··· Stored data

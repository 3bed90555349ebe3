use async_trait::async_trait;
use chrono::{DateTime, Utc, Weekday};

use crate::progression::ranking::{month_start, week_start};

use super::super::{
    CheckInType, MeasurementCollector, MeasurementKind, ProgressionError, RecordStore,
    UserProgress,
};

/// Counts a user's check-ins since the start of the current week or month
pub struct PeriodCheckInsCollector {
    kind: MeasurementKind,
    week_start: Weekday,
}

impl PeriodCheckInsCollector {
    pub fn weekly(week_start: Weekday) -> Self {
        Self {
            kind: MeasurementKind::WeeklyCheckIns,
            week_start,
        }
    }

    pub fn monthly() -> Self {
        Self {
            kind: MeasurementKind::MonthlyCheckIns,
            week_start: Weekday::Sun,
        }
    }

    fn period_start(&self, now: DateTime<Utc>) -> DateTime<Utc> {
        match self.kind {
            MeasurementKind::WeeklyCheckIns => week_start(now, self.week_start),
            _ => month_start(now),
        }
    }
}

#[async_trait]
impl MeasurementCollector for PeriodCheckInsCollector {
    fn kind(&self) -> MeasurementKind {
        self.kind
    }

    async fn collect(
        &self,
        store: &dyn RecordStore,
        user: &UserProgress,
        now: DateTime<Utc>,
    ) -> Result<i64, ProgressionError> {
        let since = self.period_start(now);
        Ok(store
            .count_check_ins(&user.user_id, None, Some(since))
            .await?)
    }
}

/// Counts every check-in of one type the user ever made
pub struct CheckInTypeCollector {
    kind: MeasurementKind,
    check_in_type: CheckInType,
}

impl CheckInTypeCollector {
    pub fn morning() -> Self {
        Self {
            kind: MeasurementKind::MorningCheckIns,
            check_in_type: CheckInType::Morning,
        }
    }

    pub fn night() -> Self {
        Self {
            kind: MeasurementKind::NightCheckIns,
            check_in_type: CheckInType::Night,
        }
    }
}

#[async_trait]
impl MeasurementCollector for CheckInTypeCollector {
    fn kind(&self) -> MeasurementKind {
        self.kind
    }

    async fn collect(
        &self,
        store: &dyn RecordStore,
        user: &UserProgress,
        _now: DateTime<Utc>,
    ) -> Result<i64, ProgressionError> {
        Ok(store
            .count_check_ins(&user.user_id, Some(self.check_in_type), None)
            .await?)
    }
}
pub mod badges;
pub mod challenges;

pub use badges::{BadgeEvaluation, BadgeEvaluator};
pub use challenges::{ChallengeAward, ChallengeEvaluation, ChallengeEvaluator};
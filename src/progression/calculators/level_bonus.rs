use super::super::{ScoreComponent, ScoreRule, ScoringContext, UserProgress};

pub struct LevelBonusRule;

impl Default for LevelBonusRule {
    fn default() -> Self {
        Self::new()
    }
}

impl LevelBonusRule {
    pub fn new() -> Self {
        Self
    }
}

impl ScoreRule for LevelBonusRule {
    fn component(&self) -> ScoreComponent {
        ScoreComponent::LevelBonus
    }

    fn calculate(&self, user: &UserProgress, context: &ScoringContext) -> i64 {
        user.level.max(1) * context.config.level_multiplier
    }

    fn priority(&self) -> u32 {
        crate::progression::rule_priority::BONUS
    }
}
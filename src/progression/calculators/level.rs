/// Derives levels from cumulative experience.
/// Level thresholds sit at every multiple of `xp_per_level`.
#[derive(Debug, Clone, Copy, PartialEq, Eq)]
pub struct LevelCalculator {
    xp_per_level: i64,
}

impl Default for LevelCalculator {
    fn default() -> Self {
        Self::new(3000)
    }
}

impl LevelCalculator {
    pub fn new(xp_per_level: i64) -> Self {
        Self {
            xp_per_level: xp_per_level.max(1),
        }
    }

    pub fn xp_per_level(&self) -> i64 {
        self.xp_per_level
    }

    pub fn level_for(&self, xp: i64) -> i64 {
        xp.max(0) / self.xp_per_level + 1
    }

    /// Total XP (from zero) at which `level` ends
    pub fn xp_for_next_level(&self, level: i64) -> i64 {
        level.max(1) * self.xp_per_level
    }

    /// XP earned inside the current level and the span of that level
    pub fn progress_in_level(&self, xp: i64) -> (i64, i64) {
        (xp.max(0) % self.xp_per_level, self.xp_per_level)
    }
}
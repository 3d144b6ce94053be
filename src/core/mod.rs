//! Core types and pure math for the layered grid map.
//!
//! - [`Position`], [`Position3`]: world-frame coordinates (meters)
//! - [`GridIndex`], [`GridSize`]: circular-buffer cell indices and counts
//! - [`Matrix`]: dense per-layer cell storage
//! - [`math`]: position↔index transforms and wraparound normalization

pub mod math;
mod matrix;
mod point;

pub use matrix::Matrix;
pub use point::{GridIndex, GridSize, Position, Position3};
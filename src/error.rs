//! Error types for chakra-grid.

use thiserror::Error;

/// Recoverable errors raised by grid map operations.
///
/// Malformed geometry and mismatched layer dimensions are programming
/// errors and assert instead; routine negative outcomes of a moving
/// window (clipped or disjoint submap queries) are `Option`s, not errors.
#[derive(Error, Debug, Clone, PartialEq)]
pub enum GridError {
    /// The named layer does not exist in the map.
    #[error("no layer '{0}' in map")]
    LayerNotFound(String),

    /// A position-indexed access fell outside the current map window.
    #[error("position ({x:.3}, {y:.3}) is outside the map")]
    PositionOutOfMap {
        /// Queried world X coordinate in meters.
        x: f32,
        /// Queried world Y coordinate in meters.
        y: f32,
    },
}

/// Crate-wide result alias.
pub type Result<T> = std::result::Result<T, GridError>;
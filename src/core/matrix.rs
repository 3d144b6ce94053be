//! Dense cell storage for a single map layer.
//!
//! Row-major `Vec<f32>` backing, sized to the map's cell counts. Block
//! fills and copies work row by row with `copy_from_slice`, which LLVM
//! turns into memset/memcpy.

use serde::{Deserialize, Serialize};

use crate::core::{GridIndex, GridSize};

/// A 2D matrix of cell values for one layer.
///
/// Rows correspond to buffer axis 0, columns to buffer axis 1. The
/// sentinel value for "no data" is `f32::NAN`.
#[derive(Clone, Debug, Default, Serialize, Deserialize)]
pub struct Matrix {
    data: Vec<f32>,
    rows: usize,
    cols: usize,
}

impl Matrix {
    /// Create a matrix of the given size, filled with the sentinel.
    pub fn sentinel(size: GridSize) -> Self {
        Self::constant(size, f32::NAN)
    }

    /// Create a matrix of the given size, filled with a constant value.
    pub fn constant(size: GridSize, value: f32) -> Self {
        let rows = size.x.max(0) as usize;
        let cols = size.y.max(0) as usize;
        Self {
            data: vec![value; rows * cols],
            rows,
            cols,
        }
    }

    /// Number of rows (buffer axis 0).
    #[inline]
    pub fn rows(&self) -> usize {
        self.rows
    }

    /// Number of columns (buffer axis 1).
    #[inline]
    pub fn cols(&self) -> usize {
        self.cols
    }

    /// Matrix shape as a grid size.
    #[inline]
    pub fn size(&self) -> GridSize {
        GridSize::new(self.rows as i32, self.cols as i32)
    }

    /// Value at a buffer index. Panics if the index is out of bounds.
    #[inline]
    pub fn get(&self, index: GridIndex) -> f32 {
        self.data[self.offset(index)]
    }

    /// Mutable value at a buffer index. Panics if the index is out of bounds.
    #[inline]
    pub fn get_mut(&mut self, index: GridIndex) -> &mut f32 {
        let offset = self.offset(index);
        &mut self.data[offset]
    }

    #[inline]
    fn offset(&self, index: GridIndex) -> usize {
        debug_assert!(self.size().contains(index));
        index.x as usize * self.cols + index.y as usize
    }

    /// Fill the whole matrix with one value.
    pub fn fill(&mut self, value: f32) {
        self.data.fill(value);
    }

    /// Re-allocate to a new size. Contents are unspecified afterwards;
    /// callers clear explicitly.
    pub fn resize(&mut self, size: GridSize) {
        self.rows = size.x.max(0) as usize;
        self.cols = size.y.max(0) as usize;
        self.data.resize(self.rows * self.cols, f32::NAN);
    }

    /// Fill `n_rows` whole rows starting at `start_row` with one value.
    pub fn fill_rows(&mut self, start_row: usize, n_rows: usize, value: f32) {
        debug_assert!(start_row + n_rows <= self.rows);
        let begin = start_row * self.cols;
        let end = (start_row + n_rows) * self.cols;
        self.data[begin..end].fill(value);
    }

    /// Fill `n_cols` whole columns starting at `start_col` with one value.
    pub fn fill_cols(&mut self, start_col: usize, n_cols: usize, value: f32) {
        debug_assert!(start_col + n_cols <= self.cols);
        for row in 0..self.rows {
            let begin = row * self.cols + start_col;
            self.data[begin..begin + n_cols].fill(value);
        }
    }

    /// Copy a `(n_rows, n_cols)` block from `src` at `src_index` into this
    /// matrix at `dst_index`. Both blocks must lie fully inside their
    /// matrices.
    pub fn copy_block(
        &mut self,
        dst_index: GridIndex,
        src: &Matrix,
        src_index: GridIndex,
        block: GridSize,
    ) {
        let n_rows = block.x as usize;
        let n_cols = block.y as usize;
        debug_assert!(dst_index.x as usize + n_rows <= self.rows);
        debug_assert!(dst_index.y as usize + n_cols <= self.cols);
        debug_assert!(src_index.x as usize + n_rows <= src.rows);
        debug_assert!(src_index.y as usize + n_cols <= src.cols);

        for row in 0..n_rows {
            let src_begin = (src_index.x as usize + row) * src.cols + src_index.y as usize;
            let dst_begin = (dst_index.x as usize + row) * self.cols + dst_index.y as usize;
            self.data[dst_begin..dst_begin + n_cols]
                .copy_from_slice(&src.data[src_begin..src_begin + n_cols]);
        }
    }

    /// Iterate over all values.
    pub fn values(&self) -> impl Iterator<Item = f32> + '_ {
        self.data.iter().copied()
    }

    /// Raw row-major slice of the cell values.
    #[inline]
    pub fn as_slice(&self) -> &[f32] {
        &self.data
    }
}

······
··· Stored data

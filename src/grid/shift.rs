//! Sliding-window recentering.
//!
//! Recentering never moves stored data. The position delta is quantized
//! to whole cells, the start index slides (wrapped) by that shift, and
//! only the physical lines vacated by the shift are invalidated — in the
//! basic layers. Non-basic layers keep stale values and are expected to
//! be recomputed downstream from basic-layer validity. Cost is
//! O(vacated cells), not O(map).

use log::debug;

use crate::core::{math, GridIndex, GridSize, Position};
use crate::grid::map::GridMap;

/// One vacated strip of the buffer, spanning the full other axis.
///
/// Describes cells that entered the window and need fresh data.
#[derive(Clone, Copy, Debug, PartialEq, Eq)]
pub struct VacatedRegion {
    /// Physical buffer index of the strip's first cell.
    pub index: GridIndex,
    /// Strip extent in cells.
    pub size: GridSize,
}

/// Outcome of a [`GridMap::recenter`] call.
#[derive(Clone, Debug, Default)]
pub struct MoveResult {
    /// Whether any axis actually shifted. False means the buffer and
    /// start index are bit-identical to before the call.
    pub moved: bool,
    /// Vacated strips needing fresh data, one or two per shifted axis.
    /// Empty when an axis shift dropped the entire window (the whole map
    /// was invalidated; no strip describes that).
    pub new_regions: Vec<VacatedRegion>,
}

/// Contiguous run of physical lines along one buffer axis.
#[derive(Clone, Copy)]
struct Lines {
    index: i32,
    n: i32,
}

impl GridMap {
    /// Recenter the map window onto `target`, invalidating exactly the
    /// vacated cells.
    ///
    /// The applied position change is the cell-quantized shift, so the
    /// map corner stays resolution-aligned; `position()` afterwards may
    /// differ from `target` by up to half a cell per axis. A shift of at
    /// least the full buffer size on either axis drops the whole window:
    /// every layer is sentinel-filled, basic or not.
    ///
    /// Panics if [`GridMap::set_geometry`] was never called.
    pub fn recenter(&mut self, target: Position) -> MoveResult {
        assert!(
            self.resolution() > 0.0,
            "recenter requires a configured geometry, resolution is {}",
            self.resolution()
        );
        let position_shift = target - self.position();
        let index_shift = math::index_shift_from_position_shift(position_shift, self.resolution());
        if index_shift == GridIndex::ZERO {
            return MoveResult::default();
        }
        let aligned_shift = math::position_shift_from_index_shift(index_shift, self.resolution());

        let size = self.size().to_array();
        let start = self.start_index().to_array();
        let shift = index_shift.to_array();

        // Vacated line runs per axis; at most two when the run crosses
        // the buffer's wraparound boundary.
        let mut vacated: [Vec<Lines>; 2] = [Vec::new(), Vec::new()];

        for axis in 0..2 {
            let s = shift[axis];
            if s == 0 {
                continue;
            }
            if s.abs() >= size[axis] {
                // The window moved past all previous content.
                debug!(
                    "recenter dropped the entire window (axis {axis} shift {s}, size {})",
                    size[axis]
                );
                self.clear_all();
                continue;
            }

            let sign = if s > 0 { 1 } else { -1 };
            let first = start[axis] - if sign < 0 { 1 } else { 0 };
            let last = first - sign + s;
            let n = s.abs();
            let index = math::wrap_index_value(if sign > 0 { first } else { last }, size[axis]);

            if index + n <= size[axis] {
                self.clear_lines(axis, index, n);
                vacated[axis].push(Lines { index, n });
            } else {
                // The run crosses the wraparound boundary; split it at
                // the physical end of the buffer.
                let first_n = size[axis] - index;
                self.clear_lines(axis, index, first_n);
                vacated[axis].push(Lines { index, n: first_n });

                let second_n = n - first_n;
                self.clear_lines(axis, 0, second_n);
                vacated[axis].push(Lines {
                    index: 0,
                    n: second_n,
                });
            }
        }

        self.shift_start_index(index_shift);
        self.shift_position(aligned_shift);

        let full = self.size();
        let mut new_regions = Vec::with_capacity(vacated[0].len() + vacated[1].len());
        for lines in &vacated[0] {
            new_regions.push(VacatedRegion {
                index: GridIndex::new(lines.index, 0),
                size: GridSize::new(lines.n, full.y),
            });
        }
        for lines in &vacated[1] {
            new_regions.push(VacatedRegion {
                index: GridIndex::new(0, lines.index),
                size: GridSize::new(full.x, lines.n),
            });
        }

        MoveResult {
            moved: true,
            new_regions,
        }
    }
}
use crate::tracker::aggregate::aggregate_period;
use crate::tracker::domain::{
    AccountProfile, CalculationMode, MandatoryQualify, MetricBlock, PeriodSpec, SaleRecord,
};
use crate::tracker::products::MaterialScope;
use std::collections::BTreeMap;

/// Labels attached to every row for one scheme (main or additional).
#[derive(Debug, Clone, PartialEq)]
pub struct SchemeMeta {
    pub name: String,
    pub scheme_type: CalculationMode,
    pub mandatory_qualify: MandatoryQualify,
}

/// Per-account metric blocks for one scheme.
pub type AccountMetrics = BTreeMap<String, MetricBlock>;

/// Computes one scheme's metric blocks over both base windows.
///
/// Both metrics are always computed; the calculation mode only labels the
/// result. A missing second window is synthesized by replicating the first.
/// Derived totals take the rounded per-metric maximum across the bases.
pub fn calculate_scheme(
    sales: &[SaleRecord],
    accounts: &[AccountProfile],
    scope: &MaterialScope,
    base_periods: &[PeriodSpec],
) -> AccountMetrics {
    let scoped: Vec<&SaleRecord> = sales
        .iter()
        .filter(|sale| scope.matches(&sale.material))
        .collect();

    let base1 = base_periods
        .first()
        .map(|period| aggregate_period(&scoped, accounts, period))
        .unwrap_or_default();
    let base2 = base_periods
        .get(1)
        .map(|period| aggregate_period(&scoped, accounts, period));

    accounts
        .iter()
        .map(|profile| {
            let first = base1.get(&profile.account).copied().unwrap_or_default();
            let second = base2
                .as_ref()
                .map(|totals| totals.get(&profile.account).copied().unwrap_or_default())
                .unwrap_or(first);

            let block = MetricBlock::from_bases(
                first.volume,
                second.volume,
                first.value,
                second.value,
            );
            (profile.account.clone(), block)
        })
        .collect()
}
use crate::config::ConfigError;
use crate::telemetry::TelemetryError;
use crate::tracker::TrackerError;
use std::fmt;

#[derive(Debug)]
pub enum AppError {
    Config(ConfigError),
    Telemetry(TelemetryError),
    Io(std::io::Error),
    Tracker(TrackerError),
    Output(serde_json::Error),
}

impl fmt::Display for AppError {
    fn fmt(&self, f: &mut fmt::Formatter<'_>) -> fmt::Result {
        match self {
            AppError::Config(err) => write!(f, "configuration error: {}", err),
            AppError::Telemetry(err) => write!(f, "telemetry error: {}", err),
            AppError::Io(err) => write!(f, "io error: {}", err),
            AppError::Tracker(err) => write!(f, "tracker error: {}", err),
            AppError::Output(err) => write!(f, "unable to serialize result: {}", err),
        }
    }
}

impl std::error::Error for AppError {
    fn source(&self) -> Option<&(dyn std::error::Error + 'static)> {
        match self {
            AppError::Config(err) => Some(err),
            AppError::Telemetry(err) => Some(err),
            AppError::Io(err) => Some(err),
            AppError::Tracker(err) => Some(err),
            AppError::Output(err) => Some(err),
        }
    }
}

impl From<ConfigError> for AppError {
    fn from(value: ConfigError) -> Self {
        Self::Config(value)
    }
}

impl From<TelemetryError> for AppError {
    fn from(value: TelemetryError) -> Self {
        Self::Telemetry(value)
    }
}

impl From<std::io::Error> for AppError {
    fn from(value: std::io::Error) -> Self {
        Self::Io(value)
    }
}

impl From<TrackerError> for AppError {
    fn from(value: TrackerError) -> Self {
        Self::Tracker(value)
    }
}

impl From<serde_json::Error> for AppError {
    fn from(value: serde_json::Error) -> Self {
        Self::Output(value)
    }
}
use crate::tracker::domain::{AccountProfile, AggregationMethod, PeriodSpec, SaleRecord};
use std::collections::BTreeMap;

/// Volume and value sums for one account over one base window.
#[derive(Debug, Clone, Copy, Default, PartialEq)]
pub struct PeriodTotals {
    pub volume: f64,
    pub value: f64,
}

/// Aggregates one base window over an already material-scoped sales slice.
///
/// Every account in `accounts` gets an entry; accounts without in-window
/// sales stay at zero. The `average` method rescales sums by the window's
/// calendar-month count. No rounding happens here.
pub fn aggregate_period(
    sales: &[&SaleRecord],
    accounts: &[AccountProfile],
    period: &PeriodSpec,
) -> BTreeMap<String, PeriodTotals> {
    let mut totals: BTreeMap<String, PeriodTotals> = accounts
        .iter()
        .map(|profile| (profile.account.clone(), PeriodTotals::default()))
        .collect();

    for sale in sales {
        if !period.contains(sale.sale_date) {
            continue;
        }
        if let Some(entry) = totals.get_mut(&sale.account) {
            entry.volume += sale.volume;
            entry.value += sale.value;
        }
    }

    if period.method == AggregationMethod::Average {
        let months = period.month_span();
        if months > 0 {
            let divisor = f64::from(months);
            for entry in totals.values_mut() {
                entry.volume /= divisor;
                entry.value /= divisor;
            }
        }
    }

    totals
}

······

▶ **What is needed**:
Go through the material above and state how many lines hold the word "MeasurementCollector". Give only the number.

▶ **Exercise output**:
3